(BRIEF): A complete, exact retyping of the data below is required.

Dataset entries:
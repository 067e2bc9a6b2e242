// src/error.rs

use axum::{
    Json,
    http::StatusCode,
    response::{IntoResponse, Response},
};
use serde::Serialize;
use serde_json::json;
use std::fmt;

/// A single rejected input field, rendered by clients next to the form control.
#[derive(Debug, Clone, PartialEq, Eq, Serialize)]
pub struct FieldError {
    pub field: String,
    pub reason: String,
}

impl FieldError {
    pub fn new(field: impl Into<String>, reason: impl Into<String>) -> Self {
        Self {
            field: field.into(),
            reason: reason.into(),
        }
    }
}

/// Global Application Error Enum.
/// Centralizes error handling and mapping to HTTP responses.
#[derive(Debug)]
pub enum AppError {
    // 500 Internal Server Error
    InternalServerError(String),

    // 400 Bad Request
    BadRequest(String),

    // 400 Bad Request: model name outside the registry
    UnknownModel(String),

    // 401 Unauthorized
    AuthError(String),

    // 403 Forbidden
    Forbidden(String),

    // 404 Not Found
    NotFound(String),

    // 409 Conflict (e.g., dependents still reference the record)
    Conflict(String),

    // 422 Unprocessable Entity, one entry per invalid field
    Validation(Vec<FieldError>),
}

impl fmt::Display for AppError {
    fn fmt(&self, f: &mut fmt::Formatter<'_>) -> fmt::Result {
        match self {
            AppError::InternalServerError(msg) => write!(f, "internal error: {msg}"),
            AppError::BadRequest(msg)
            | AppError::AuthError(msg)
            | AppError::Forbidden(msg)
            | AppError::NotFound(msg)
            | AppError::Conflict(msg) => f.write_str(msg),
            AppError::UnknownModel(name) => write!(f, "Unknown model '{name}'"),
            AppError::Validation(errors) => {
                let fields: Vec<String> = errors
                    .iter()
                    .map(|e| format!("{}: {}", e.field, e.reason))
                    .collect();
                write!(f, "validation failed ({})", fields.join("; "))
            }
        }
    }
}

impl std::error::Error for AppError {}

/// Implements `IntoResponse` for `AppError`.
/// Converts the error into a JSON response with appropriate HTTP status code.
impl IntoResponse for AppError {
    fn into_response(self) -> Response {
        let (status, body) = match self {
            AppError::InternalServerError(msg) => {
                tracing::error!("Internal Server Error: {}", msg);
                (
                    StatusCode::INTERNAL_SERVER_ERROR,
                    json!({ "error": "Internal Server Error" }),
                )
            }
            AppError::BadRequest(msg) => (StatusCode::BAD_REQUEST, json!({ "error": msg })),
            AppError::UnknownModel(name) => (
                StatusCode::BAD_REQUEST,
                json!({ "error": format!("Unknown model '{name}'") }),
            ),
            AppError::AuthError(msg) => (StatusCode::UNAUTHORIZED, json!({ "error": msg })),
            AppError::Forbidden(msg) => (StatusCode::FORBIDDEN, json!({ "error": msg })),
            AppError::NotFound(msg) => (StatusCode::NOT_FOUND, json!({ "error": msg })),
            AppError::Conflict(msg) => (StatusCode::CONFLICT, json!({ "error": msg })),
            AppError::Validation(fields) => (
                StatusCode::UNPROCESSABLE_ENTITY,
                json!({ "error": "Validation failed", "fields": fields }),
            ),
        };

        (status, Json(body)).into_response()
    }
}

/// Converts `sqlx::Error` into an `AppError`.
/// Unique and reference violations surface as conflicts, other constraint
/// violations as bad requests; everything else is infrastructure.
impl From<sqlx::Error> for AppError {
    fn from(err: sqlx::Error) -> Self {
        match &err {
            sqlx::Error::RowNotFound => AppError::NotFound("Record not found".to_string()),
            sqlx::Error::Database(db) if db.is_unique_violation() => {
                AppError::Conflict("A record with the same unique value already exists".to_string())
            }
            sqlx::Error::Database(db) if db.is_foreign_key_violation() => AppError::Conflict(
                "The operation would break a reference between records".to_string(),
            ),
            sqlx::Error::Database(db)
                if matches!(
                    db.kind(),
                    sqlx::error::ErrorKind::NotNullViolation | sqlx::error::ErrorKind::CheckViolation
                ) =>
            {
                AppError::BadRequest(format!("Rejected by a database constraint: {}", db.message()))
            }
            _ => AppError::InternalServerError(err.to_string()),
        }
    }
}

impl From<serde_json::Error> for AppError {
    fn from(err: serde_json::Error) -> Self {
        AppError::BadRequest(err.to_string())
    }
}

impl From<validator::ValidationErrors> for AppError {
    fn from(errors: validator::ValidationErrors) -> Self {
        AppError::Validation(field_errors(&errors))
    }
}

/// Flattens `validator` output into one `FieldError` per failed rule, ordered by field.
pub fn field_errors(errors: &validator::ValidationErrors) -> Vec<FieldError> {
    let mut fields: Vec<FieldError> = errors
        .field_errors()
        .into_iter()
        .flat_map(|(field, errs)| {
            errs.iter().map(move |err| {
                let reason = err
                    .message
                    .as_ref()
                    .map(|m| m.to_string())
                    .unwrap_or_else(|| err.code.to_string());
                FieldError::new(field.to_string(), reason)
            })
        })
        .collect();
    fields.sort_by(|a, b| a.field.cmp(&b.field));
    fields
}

(OUTPUT OF THE TASK):
repository 067e2bc9a6b2e242
// src/error.rs

use axum::{
    Json,
    http::StatusCode,
    response::{IntoResponse, Response},
};
use serde::Serialize;
use serde_json::json;
use std::fmt;

/// A single rejected input field, rendered by clients next to the form control.
#[derive(Debug, Clone, PartialEq, Eq, Serialize)]
pub struct FieldError {
    pub field: String,
    pub reason: String,
}

impl FieldError {
    pub fn new(field: impl Into<String>, reason: impl Into<String>) -> Self {
        Self {
            field: field.into(),
            reason: reason.into(),
        }
    }
}

/// Global Application Error Enum.
/// Centralizes error handling and mapping to HTTP responses.
#[derive(Debug)]
pub enum AppError {
    // 500 Internal Server Error
    InternalServerError(String),

    // 400 Bad Request
    BadRequest(String),

    // 400 Bad Request: model name outside the registry
    UnknownModel(String),

    // 401 Unauthorized
    AuthError(String),

    // 403 Forbidden
    Forbidden(String),

    // 404 Not Found
    NotFound(String),

    // 409 Conflict (e.g., dependents still reference the record)
    Conflict(String),

    // 422 Unprocessable Entity, one entry per invalid field
    Validation(Vec<FieldError>),
}

impl fmt::Display for AppError {
    fn fmt(&self, f: &mut fmt::Formatter<'_>) -> fmt::Result {
        match self {
            AppError::InternalServerError(msg) => write!(f, "internal error: {msg}"),
            AppError::BadRequest(msg)
            | AppError::AuthError(msg)
            | AppError::Forbidden(msg)
            | AppError::NotFound(msg)
            | AppError::Conflict(msg) => f.write_str(msg),
            AppError::UnknownModel(name) => write!(f, "Unknown model '{name}'"),
            AppError::Validation(errors) => {
                let fields: Vec<String> = errors
                    .iter()
                    .map(|e| format!("{}: {}", e.field, e.reason))
                    .collect();
                write!(f, "validation failed ({})", fields.join("; "))
            }
        }
    }
}

impl std::error::Error for AppError {}

/// Implements `IntoResponse` for `AppError`.
/// Converts the error into a JSON response with appropriate HTTP status code.
impl IntoResponse for AppError {
    fn into_response(self) -> Response {
        let (status, body) = match self {
            AppError::InternalServerError(msg) => {
                tracing::error!("Internal Server Error: {}", msg);
                (
                    StatusCode::INTERNAL_SERVER_ERROR,
                    json!({ "error": "Internal Server Error" }),
                )
            }
            AppError::BadRequest(msg) => (StatusCode::BAD_REQUEST, json!({ "error": msg })),
            AppError::UnknownModel(name) => (
                StatusCode::BAD_REQUEST,
                json!({ "error": format!("Unknown model '{name}'") }),
            ),
            AppError::AuthError(msg) => (StatusCode::UNAUTHORIZED, json!({ "error": msg })),
            AppError::Forbidden(msg) => (StatusCode::FORBIDDEN, json!({ "error": msg })),
            AppError::NotFound(msg) => (StatusCode::NOT_FOUND, json!({ "error": msg })),
            AppError::Conflict(msg) => (StatusCode::CONFLICT, json!({ "error": msg })),
            AppError::Validation(fields) => (
                StatusCode::UNPROCESSABLE_ENTITY,
                json!({ "error": "Validation failed", "fields": fields }),
            ),
        };

        (status, Json(body)).into_response()
    }
}

/// Converts `sqlx::Error` into an `AppError`.
/// Unique and reference violations surface as conflicts, other constraint
/// violations as bad requests; everything else is infrastructure.
impl From<sqlx::Error> for AppError {
    fn from(err: sqlx::Error) -> Self {
        match &err {
            sqlx::Error::RowNotFound => AppError::NotFound("Record not found".to_string()),
            sqlx::Error::Database(db) if db.is_unique_violation() => {
                AppError::Conflict("A record with the same unique value already exists".to_string())
            }
            sqlx::Error::Database(db) if db.is_foreign_key_violation() => AppError::Conflict(
                "The operation would break a reference between records".to_string(),
            ),
            sqlx::Error::Database(db)
                if matches!(
                    db.kind(),
                    sqlx::error::ErrorKind::NotNullViolation | sqlx::error::ErrorKind::CheckViolation
                ) =>
            {
                AppError::BadRequest(format!("Rejected by a database constraint: {}", db.message()))
            }
            _ => AppError::InternalServerError(err.to_string()),
        }
    }
}

impl From<serde_json::Error> for AppError {
    fn from(err: serde_json::Error) -> Self {
        AppError::BadRequest(err.to_string())
    }
}

impl From<validator::ValidationErrors> for AppError {
    fn from(errors: validator::ValidationErrors) -> Self {
        AppError::Validation(field_errors(&errors))
    }
}

/// Flattens `validator` output into one `FieldError` per failed rule, ordered by field.
pub fn field_errors(errors: &validator::ValidationErrors) -> Vec<FieldError> {
    let mut fields: Vec<FieldError> = errors
        .field_errors()
        .into_iter()
        .flat_map(|(field, errs)| {
            errs.iter().map(move |err| {
                let reason = err
                    .message
                    .as_ref()
                    .map(|m| m.to_string())
                    .unwrap_or_else(|| err.code.to_string());
                FieldError::new(field.to_string(), reason)
            })
        })
        .collect();
    fields.sort_by(|a, b| a.field.cmp(&b.field));
    fields
}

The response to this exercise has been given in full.